## [EXERCISE]
Please copy each line of the records below that includes the word "world".

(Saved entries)
════════════════════
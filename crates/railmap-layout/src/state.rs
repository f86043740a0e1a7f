//! Per-station kinematic state and the context that owns it.

use crate::graph::{GraphSnapshot, Network};
use nalgebra::{Vector2, Vector3};
use serde::{Deserialize, Serialize};
use std::collections::BTreeMap;

/// Planar position on the ground plane. `z` is the world z axis; world y is decoration only.
#[derive(Debug, Clone, Copy, Default, PartialEq, Serialize, Deserialize)]
pub struct Point {
    pub x: f64,
    pub z: f64,
}

impl From<Vector2<f64>> for Point {
    fn from(v: Vector2<f64>) -> Self {
        Self { x: v.x, z: v.y }
    }
}

impl From<Point> for Vector2<f64> {
    fn from(p: Point) -> Self {
        Vector2::new(p.x, p.z)
    }
}

#[derive(Debug, Clone, Copy, PartialEq)]
pub struct Body {
    /// `x` is world x, `y` is world z.
    pub position: Vector2<f64>,
    pub velocity: Vector2<f64>,
    pub acceleration: Vector2<f64>,
}

impl Default for Body {
    fn default() -> Self {
        Self::at(Vector2::zeros())
    }
}

impl Body {
    pub fn at(position: Vector2<f64>) -> Self {
        Self {
            position,
            velocity: Vector2::zeros(),
            acceleration: Vector2::zeros(),
        }
    }

    /// The origin doubles as the "not yet placed" sentinel.
    pub fn is_placed(&self) -> bool {
        self.position.x != 0.0 || self.position.y != 0.0
    }

    /// Embeds the planar position into the 3D scene frame.
    pub fn world(&self, elevation: f64) -> Vector3<f64> {
        Vector3::new(self.position.x, elevation, self.position.y)
    }

    /// Semi-implicit Euler step. Returns the squared displacement of this step.
    pub fn integrate(&mut self, dt: f64, velocity_retention: f64) -> f64 {
        self.velocity += self.acceleration * dt;
        let step = self.velocity * dt;
        self.position += step;
        self.velocity *= velocity_retention;
        step.norm_squared()
    }

    pub fn settle(&mut self) {
        self.velocity = Vector2::zeros();
        self.acceleration = Vector2::zeros();
    }
}

#[derive(Debug, Clone, Default, PartialEq)]
pub struct LayoutState {
    bodies: Vec<Body>,
}

impl LayoutState {
    pub fn new(len: usize) -> Self {
        Self {
            bodies: vec![Body::default(); len],
        }
    }

    pub fn len(&self) -> usize {
        self.bodies.len()
    }

    pub fn is_empty(&self) -> bool {
        self.bodies.is_empty()
    }

    pub fn bodies(&self) -> &[Body] {
        &self.bodies
    }

    pub fn bodies_mut(&mut self) -> &mut [Body] {
        &mut self.bodies
    }

    pub fn positions(&self) -> Vec<Vector2<f64>> {
        self.bodies.iter().map(|b| b.position).collect()
    }

    /// Overwrites positions from a stateless pass. Kinematic state no longer matches the new
    /// positions, so it is cleared.
    pub fn commit_positions(&mut self, positions: &[Vector2<f64>]) {
        for (body, &p) in self.bodies.iter_mut().zip(positions) {
            body.position = p;
            body.settle();
        }
    }
}

/// The single owner of mutable layout state.
///
/// Layout passes take `&mut LayoutContext`; renderers and other readers only ever see `&self`,
/// so at most one driver can run against a context at a time.
#[derive(Debug, Clone)]
pub struct LayoutContext {
    snapshot: GraphSnapshot,
    fixed: Vec<Option<Vector2<f64>>>,
    state: LayoutState,
}

impl LayoutContext {
    pub fn new(network: &Network) -> Self {
        let snapshot = GraphSnapshot::build(network);
        let fixed = snapshot
            .ids()
            .iter()
            .map(|id| {
                network
                    .fixed_coordinate(id)
                    .map(|(cx, cz)| Vector2::new(cx, cz))
            })
            .collect();
        let state = LayoutState::new(snapshot.ids().len());
        Self {
            snapshot,
            fixed,
            state,
        }
    }

    pub fn len(&self) -> usize {
        self.state.len()
    }

    pub fn is_empty(&self) -> bool {
        self.state.is_empty()
    }

    pub fn snapshot(&self) -> &GraphSnapshot {
        &self.snapshot
    }

    /// Authoritative coordinate of station `i` in source units.
    pub fn fixed_coordinate(&self, i: usize) -> Option<Vector2<f64>> {
        self.fixed.get(i).copied().flatten()
    }

    pub fn state(&self) -> &LayoutState {
        &self.state
    }

    pub fn state_mut(&mut self) -> &mut LayoutState {
        &mut self.state
    }

    /// Splits the context so a pass can read topology while mutating state.
    pub(crate) fn parts_mut(&mut self) -> (&GraphSnapshot, &mut LayoutState) {
        (&self.snapshot, &mut self.state)
    }

    pub fn position(&self, shortcode: &str) -> Option<Vector2<f64>> {
        let i = self.snapshot.index_of(shortcode)?;
        self.state.bodies().get(i).map(|b| b.position)
    }

    pub fn set_position(&mut self, shortcode: &str, position: Vector2<f64>) -> bool {
        let Some(i) = self.snapshot.index_of(shortcode) else {
            return false;
        };
        match self.state.bodies_mut().get_mut(i) {
            Some(body) => {
                body.position = position;
                true
            }
            None => false,
        }
    }

    pub fn positions(&self) -> BTreeMap<String, Point> {
        self.snapshot
            .ids()
            .iter()
            .zip(self.state.bodies())
            .map(|(id, b)| (id.clone(), Point::from(b.position)))
            .collect()
    }
}
//! Iteration drivers.
//!
//! A [`Driver`] repeatedly ticks one [`Relaxation`] against a [`LayoutContext`] until the
//! relaxation reports convergence or its tick cap is reached. It holds the only `&mut` to the
//! context for its lifetime, so two drivers can never run on the same station positions.
//!
//! [`Driver::run_cooperative`] yields to the executor between ticks instead of looping, so a
//! single-threaded executor can interleave it with rendering or input handling. Readers
//! observe positions only between ticks, through the observer callback.

use crate::algo::{PhysicsOptions, SpringOptions, physics, spring};
use crate::state::LayoutContext;
use std::future::Future;
use std::pin::Pin;
use std::task::{Context, Poll};

/// One iterative layout mechanism.
pub trait Relaxation {
    fn name(&self) -> &'static str;

    /// Advances the layout by one iteration and returns its movement metric.
    fn tick(&mut self, ctx: &mut LayoutContext) -> f64;

    fn converged(&self, movement: f64) -> bool;

    fn max_ticks(&self) -> Option<usize>;
}

#[derive(Debug, Clone, Default)]
pub struct PhysicsRelaxation {
    opts: PhysicsOptions,
}

impl PhysicsRelaxation {
    pub fn new(opts: PhysicsOptions) -> Self {
        Self { opts }
    }

    pub fn options(&self) -> &PhysicsOptions {
        &self.opts
    }
}

impl Relaxation for PhysicsRelaxation {
    fn name(&self) -> &'static str {
        "physics"
    }

    fn tick(&mut self, ctx: &mut LayoutContext) -> f64 {
        physics::tick(ctx, &self.opts)
    }

    fn converged(&self, movement: f64) -> bool {
        movement < self.opts.threshold
    }

    fn max_ticks(&self) -> Option<usize> {
        self.opts.max_ticks
    }
}

#[derive(Debug, Clone, Default)]
pub struct SpringRelaxation {
    opts: SpringOptions,
}

impl SpringRelaxation {
    pub fn new(opts: SpringOptions) -> Self {
        Self { opts }
    }

    pub fn options(&self) -> &SpringOptions {
        &self.opts
    }
}

impl Relaxation for SpringRelaxation {
    fn name(&self) -> &'static str {
        "spring"
    }

    fn tick(&mut self, ctx: &mut LayoutContext) -> f64 {
        let (snapshot, state) = ctx.parts_mut();
        let old = state.positions();
        let new = spring::step(&old, snapshot, &self.opts);
        state.commit_positions(&new);
        spring::mean_displacement(&old, &new)
    }

    fn converged(&self, movement: f64) -> bool {
        movement <= self.opts.stop_threshold
    }

    fn max_ticks(&self) -> Option<usize> {
        self.opts.max_steps
    }
}

#[derive(Debug, Clone, Copy, PartialEq)]
pub struct TickInfo {
    /// 1-based index of the tick that just committed.
    pub tick: usize,
    pub movement: f64,
}

#[derive(Debug, Clone, Copy, PartialEq, Eq)]
pub enum Progress {
    Running,
    Converged,
    CapReached,
}

#[derive(Debug, Clone, Copy, PartialEq)]
pub struct RunReport {
    pub ticks: usize,
    pub last_movement: f64,
    pub converged: bool,
}

type Observer<'a> = Box<dyn FnMut(&LayoutContext, TickInfo) + 'a>;

pub struct Driver<'a, R: Relaxation> {
    ctx: &'a mut LayoutContext,
    relaxation: R,
    ticks: usize,
    last_movement: f64,
    progress: Progress,
    observer: Option<Observer<'a>>,
}

impl<'a, R: Relaxation> Driver<'a, R> {
    pub fn new(ctx: &'a mut LayoutContext, relaxation: R) -> Self {
        Self {
            ctx,
            relaxation,
            ticks: 0,
            last_movement: f64::INFINITY,
            progress: Progress::Running,
            observer: None,
        }
    }

    /// Called after every committed tick with a read-only view of the context.
    pub fn with_observer(mut self, observer: impl FnMut(&LayoutContext, TickInfo) + 'a) -> Self {
        self.observer = Some(Box::new(observer));
        self
    }

    pub fn context(&self) -> &LayoutContext {
        self.ctx
    }

    pub fn progress(&self) -> Progress {
        self.progress
    }

    /// Runs one tick unless the driver has already stopped.
    pub fn step(&mut self) -> Progress {
        if self.progress != Progress::Running {
            return self.progress;
        }
        if self.relaxation.max_ticks().is_some_and(|cap| self.ticks >= cap) {
            return self.stop_at_cap();
        }

        let movement = self.relaxation.tick(self.ctx);
        self.ticks += 1;
        self.last_movement = movement;
        tracing::trace!(
            relaxation = self.relaxation.name(),
            tick = self.ticks,
            movement,
            "tick"
        );
        if let Some(observer) = self.observer.as_mut() {
            observer(
                self.ctx,
                TickInfo {
                    tick: self.ticks,
                    movement,
                },
            );
        }

        if self.relaxation.converged(movement) {
            tracing::debug!(
                relaxation = self.relaxation.name(),
                ticks = self.ticks,
                movement,
                "layout converged"
            );
            self.progress = Progress::Converged;
        } else if self.relaxation.max_ticks().is_some_and(|cap| self.ticks >= cap) {
            return self.stop_at_cap();
        }
        self.progress
    }

    fn stop_at_cap(&mut self) -> Progress {
        tracing::warn!(
            relaxation = self.relaxation.name(),
            ticks = self.ticks,
            movement = self.last_movement,
            "layout stopped at the tick cap without converging"
        );
        self.progress = Progress::CapReached;
        self.progress
    }

    pub fn report(&self) -> RunReport {
        RunReport {
            ticks: self.ticks,
            last_movement: self.last_movement,
            converged: self.progress == Progress::Converged,
        }
    }

    pub fn run_blocking(mut self) -> RunReport {
        while self.step() == Progress::Running {}
        self.report()
    }

    /// Like [`Driver::run_blocking`], but yields to the executor after every tick.
    pub async fn run_cooperative(mut self) -> RunReport {
        while self.step() == Progress::Running {
            yield_now().await;
        }
        self.report()
    }
}

/// Returns `Pending` once, waking itself, so other tasks on the executor get a turn.
pub fn yield_now() -> YieldNow {
    YieldNow { yielded: false }
}

#[derive(Debug)]
#[must_use = "futures do nothing unless awaited"]
pub struct YieldNow {
    yielded: bool,
}

impl Future for YieldNow {
    type Output = ();

    fn poll(mut self: Pin<&mut Self>, cx: &mut Context<'_>) -> Poll<()> {
        if self.yielded {
            return Poll::Ready(());
        }
        self.yielded = true;
        cx.waker().wake_by_ref();
        Poll::Pending
    }
}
════════════════════
## [REPLY TO THE TASK]
/// Planar position on the ground plane. `z` is the world z axis; world y is decoration only.
    /// `x` is world x, `y` is world z.
    pub fn world(&self, elevation: f64) -> Vector3<f64> {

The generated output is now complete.